** RECORDS **
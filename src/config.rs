//! Configuration management for the mirror redirector

use crate::error::{RedirectorError, Result};
use crate::geo::Coordinate;
use crate::remap::{RemapFormat, RemapSource};
use serde::{Deserialize, Serialize};
use std::collections::BTreeMap;
use std::fs;
use std::net::IpAddr;
use std::path::{Path, PathBuf};

/// Configuration for the redirector service
#[derive(Debug, Clone, Serialize, Deserialize)]
pub struct RedirectorConfig {
    /// Address the redirect server listens on (default: "0.0.0.0:8080")
    #[serde(default = "default_bind_address")]
    pub bind_address: String,

    /// Path to a MaxMind City database (optional)
    /// Without it every client resolves to the fallback coordinate
    #[serde(default)]
    pub geodb_path: Option<String>,

    /// Bearer token required by the reload endpoint
    /// If not set, reloads over HTTP are refused
    #[serde(default)]
    pub reload_token: Option<String>,

    /// Scheme used when the request carries none (default: "https")
    #[serde(default = "default_scheme")]
    pub default_scheme: String,

    /// Address looked up in place of loopback and private clients (default: 1.1.1.1)
    #[serde(default = "default_override_ip")]
    pub override_ip: Option<IpAddr>,

    /// Location used when the client cannot be located at all
    #[serde(default)]
    pub fallback_coordinate: Coordinate,

    /// First path segment that marks a region override (default: "region")
    #[serde(default = "default_region_marker")]
    pub region_marker: String,

    /// Metrics endpoint configuration (optional)
    #[serde(default)]
    pub metrics_endpoint: Option<MetricsEndpointConfig>,

    /// Path remap source (optional)
    #[serde(default)]
    pub remap: Option<RemapConfig>,

    /// Mirrors and region overrides, reloaded at runtime
    #[serde(flatten)]
    pub topology: TopologyConfig,
}

/// Mirror topology: the part of the configuration that hot reload replaces
#[derive(Debug, Clone, Default, Serialize, Deserialize, PartialEq)]
pub struct TopologyConfig {
    #[serde(default)]
    pub mirrors: Vec<MirrorConfig>,

    /// Region key to member hosts, in selection order
    #[serde(default)]
    pub regions: BTreeMap<String, Vec<String>>,
}

/// A single mirror entry
#[derive(Debug, Clone, Serialize, Deserialize, PartialEq)]
pub struct MirrorConfig {
    pub host: String,

    /// Base path on the mirror (default: "/")
    #[serde(default = "default_mirror_path")]
    pub path: String,

    pub latitude: f64,
    pub longitude: f64,

    /// Weight for regional selection (default: 1)
    #[serde(default = "default_weight")]
    pub weight: u32,

    /// Whether the mirror may receive traffic (default: true)
    #[serde(default = "default_true")]
    pub available: bool,
}

/// Configuration for the metrics HTTP endpoint
#[derive(Debug, Clone, Serialize, Deserialize, PartialEq)]
pub struct MetricsEndpointConfig {
    /// Whether to enable the metrics endpoint (default: false)
    #[serde(default)]
    pub enabled: bool,

    /// Address to bind the metrics endpoint to (default: "127.0.0.1:9090")
    #[serde(default = "default_metrics_address")]
    pub address: String,
}

/// Where the remap table comes from
#[derive(Debug, Clone, Serialize, Deserialize, PartialEq)]
pub struct RemapConfig {
    pub path: PathBuf,

    /// Explicit format; inferred from the file extension when absent
    #[serde(default)]
    pub format: Option<RemapFormat>,
}

impl RemapConfig {
    pub fn resolved_format(&self) -> Result<RemapFormat> {
        match self.format {
            Some(format) => Ok(format),
            None => RemapFormat::from_path(&self.path),
        }
    }

    /// Read the remap file into memory
    pub fn load_source(&self) -> Result<RemapSource> {
        let format = self.resolved_format()?;
        let bytes = fs::read(&self.path).map_err(|e| {
            RedirectorError::ConfigError(format!(
                "Failed to read remap file {}: {}",
                self.path.display(),
                e
            ))
        })?;
        Ok(RemapSource::new(bytes, format))
    }
}

impl Default for MetricsEndpointConfig {
    fn default() -> Self {
        Self {
            enabled: false,
            address: default_metrics_address(),
        }
    }
}

// Default value functions for serde
fn default_bind_address() -> String {
    "0.0.0.0:8080".to_string()
}

fn default_scheme() -> String {
    "https".to_string()
}

fn default_override_ip() -> Option<IpAddr> {
    Some(IpAddr::from([1, 1, 1, 1]))
}

fn default_region_marker() -> String {
    "region".to_string()
}

fn default_metrics_address() -> String {
    "127.0.0.1:9090".to_string()
}

fn default_mirror_path() -> String {
    "/".to_string()
}

fn default_weight() -> u32 {
    1
}

fn default_true() -> bool {
    true
}

impl Default for RedirectorConfig {
    fn default() -> Self {
        RedirectorConfig {
            bind_address: default_bind_address(),
            geodb_path: None,
            reload_token: None,
            default_scheme: default_scheme(),
            override_ip: default_override_ip(),
            fallback_coordinate: Coordinate::default(),
            region_marker: default_region_marker(),
            metrics_endpoint: None,
            remap: None,
            topology: TopologyConfig::default(),
        }
    }
}

impl RedirectorConfig {
    /// Load configuration from a YAML file
    ///
    /// # Arguments
    /// * `path` - Path to the YAML configuration file
    ///
    /// # Returns
    /// * `Ok(RedirectorConfig)` if loading and validation succeed
    /// * `Err(RedirectorError)` if file cannot be read or config is invalid
    pub fn from_file<P: AsRef<Path>>(path: P) -> Result<Self> {
        let config = Self::parse_file(path)?;
        config.validate()?;
        Ok(config)
    }

    /// Read and parse a YAML file without validating it
    ///
    /// Reloads use this so topology problems surface from the registry
    /// build rather than as a parse failure.
    pub fn parse_file<P: AsRef<Path>>(path: P) -> Result<Self> {
        let content = fs::read_to_string(path.as_ref()).map_err(|e| {
            RedirectorError::ConfigError(format!("Failed to read config file: {}", e))
        })?;

        Self::parse_yaml(&content)
    }

    /// Parse and validate configuration from YAML text
    pub fn from_yaml(content: &str) -> Result<Self> {
        let config = Self::parse_yaml(content)?;
        config.validate()?;
        Ok(config)
    }

    fn parse_yaml(content: &str) -> Result<Self> {
        serde_yaml::from_str(content).map_err(|e| {
            RedirectorError::ConfigError(format!("Failed to parse config file: {}", e))
        })
    }

    /// Validate the configuration
    ///
    /// # Validation Rules
    /// - default_scheme must be "http" or "https"
    /// - region_marker must be a single non-empty path segment
    /// - fallback_coordinate must be a valid coordinate
    /// - the topology must be valid
    pub fn validate(&self) -> Result<()> {
        if self.default_scheme != "http" && self.default_scheme != "https" {
            return Err(RedirectorError::ConfigError(format!(
                "default_scheme must be 'http' or 'https', got '{}'",
                self.default_scheme
            )));
        }

        if self.region_marker.is_empty() || self.region_marker.contains('/') {
            return Err(RedirectorError::ConfigError(format!(
                "region_marker must be a single path segment, got '{}'",
                self.region_marker
            )));
        }

        if !self.fallback_coordinate.is_valid() {
            return Err(RedirectorError::ConfigError(format!(
                "fallback_coordinate out of range: {:?}",
                self.fallback_coordinate
            )));
        }

        if let Some(remap) = &self.remap {
            remap.resolved_format()?;
        }

        self.topology.validate()
    }

    /// Read the configured remap source, if any
    pub fn remap_source(&self) -> Result<Option<RemapSource>> {
        self.remap.as_ref().map(RemapConfig::load_source).transpose()
    }
}

impl TopologyConfig {
    /// Validate mirror entries and region references
    ///
    /// # Validation Rules
    /// - host must not be empty and must be unique
    /// - latitude within [-90, 90], longitude within [-180, 180]
    /// - every region member must name a configured host
    pub fn validate(&self) -> Result<()> {
        let mut seen = std::collections::HashSet::new();

        for mirror in &self.mirrors {
            if mirror.host.trim().is_empty() {
                return Err(RedirectorError::ConfigError(
                    "mirror host must not be empty".to_string(),
                ));
            }

            if !seen.insert(mirror.host.as_str()) {
                return Err(RedirectorError::ConfigError(format!(
                    "duplicate mirror host '{}'",
                    mirror.host
                )));
            }

            if !Coordinate::new(mirror.latitude, mirror.longitude).is_valid() {
                return Err(RedirectorError::ConfigError(format!(
                    "mirror '{}' has invalid coordinates ({}, {})",
                    mirror.host, mirror.latitude, mirror.longitude
                )));
            }
        }

        for (region, hosts) in &self.regions {
            if let Some(unknown) = hosts.iter().find(|h| !seen.contains(h.as_str())) {
                return Err(RedirectorError::ConfigError(format!(
                    "region '{}' references unknown mirror '{}'",
                    region, unknown
                )));
            }
        }

        Ok(())
    }
}

#[cfg(test)]
mod tests {
    use super::*;

    const SAMPLE: &str = r#"
bind_address: "127.0.0.1:8081"
reload_token: "secret"
fallback_coordinate:
  latitude: 50.0
  longitude: 8.0
remap:
  path: "dl_map.csv"
mirrors:
  - host: "fra.example.com"
    path: "/armbian"
    latitude: 50.11
    longitude: 8.68
    weight: 10
  - host: "nyc.example.com"
    latitude: 40.71
    longitude: -74.0
    available: false
regions:
  eu: ["fra.example.com"]
"#;

    #[test]
    fn test_default_config() {
        let config = RedirectorConfig::default();
        assert_eq!(config.bind_address, "0.0.0.0:8080");
        assert_eq!(config.default_scheme, "https");
        assert_eq!(config.region_marker, "region");
        assert_eq!(config.override_ip, Some(IpAddr::from([1, 1, 1, 1])));
        assert!(config.validate().is_ok());
    }

    #[test]
    fn test_parse_sample() {
        let config = RedirectorConfig::from_yaml(SAMPLE).unwrap();
        assert_eq!(config.bind_address, "127.0.0.1:8081");
        assert_eq!(config.reload_token.as_deref(), Some("secret"));
        assert_eq!(config.topology.mirrors.len(), 2);

        let fra = &config.topology.mirrors[0];
        assert_eq!(fra.weight, 10);
        assert!(fra.available);

        let nyc = &config.topology.mirrors[1];
        assert_eq!(nyc.path, "/");
        assert_eq!(nyc.weight, 1);
        assert!(!nyc.available);

        assert_eq!(config.topology.regions["eu"], vec!["fra.example.com".to_string()]);
        assert_eq!(
            config.remap.unwrap().resolved_format().unwrap(),
            RemapFormat::DelimitedText
        );
    }

    #[test]
    fn test_validate_bad_scheme() {
        let mut config = RedirectorConfig::default();
        config.default_scheme = "ftp".to_string();
        assert!(config.validate().is_err());
    }

    #[test]
    fn test_validate_bad_region_marker() {
        let mut config = RedirectorConfig::default();
        config.region_marker = "a/b".to_string();
        assert!(config.validate().is_err());
    }

    #[test]
    fn test_validate_bad_coordinates() {
        let mut config = RedirectorConfig::from_yaml(SAMPLE).unwrap();
        config.topology.mirrors[0].latitude = 123.0;
        assert!(config.validate().is_err());
    }

    #[test]
    fn test_validate_duplicate_host() {
        let mut config = RedirectorConfig::from_yaml(SAMPLE).unwrap();
        config.topology.mirrors[1].host = "fra.example.com".to_string();
        assert!(config.validate().is_err());
    }

    #[test]
    fn test_validate_unknown_region_member() {
        let mut config = RedirectorConfig::from_yaml(SAMPLE).unwrap();
        config
            .topology
            .regions
            .insert("asia".to_string(), vec!["tokyo.example.com".to_string()]);
        assert!(config.validate().is_err());
    }

    #[test]
    fn test_unsupported_remap_extension() {
        let mut config = RedirectorConfig::default();
        config.remap = Some(RemapConfig {
            path: PathBuf::from("map.txt"),
            format: None,
        });
        assert!(config.validate().is_err());

        config.remap = Some(RemapConfig {
            path: PathBuf::from("map.txt"),
            format: Some(RemapFormat::DelimitedText),
        });
        assert!(config.validate().is_ok());
    }
}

** EXERCISE AIM **
Where a line of the data above includes "example", copy that line.

** ANSWER FOR THIS EXERCISE **
  - host: "fra.example.com"
  - host: "nyc.example.com"
  eu: ["fra.example.com"]
        assert_eq!(config.topology.regions["eu"], vec!["fra.example.com".to_string()]);
        config.topology.mirrors[1].host = "fra.example.com".to_string();
            .insert("asia".to_string(), vec!["tokyo.example.com".to_string()]);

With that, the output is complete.